*Work request*
Read the records and gather each line that includes "marker".

Collected data:
//! Scripted generator for tests.
//!
//! Replies are chosen by the first rule whose marker occurs in the prompt,
//! falling back to a default reply. Every prompt is recorded.

use async_trait::async_trait;
use tokio::sync::Mutex;

use crate::{GenerationError, LlmErrorKind, Result, TextGenerator};

#[derive(Debug, Clone)]
enum Reply {
    Text(String),
    Fail(LlmErrorKind),
}

impl Reply {
    fn produce(&self) -> Result<String> {
        match self {
            Self::Text(text) => Ok(text.clone()),
            Self::Fail(kind) => Err(GenerationError::api(*kind, "scripted failure")),
        }
    }
}

/// A [`TextGenerator`] with canned, marker-keyed replies.
#[derive(Debug)]
pub struct ScriptedGenerator {
    rules: Vec<(String, Reply)>,
    default_reply: Reply,
    prompts: Mutex<Vec<String>>,
}

impl ScriptedGenerator {
    /// Creates a generator answering every unmatched prompt with `default_reply`.
    #[must_use]
    pub fn new(default_reply: impl Into<String>) -> Self {
        Self {
            rules: Vec::new(),
            default_reply: Reply::Text(default_reply.into()),
            prompts: Mutex::new(Vec::new()),
        }
    }

    /// Creates a generator failing every unmatched prompt with `kind`.
    #[must_use]
    pub fn failing(kind: LlmErrorKind) -> Self {
        Self {
            rules: Vec::new(),
            default_reply: Reply::Fail(kind),
            prompts: Mutex::new(Vec::new()),
        }
    }

    /// Answers prompts containing `marker` with `reply`.
    #[must_use]
    pub fn respond_to(mut self, marker: impl Into<String>, reply: impl Into<String>) -> Self {
        self.rules.push((marker.into(), Reply::Text(reply.into())));
        self
    }

    /// Fails prompts containing `marker` with `kind`.
    #[must_use]
    pub fn fail_on(mut self, marker: impl Into<String>, kind: LlmErrorKind) -> Self {
        self.rules.push((marker.into(), Reply::Fail(kind)));
        self
    }

    /// Returns every prompt received so far, in order.
    pub async fn prompts(&self) -> Vec<String> {
        self.prompts.lock().await.clone()
    }

    /// Returns the number of calls received so far.
    pub async fn call_count(&self) -> usize {
        self.prompts.lock().await.len()
    }
}

#[async_trait]
impl TextGenerator for ScriptedGenerator {
    async fn generate(&self, prompt: &str) -> Result<String> {
        self.prompts.lock().await.push(prompt.to_string());
        self.rules
            .iter()
            .find(|(marker, _)| prompt.contains(marker.as_str()))
            .map_or(&self.default_reply, |(_, reply)| reply)
            .produce()
    }
}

*Answer for the task*
//! Replies are chosen by the first rule whose marker occurs in the prompt,
/// A [`TextGenerator`] with canned, marker-keyed replies.
    /// Answers prompts containing `marker` with `reply`.
    pub fn respond_to(mut self, marker: impl Into<String>, reply: impl Into<String>) -> Self {
        self.rules.push((marker.into(), Reply::Text(reply.into())));
    /// Fails prompts containing `marker` with `kind`.
    pub fn fail_on(mut self, marker: impl Into<String>, kind: LlmErrorKind) -> Self {
        self.rules.push((marker.into(), Reply::Fail(kind)));
            .find(|(marker, _)| prompt.contains(marker.as_str()))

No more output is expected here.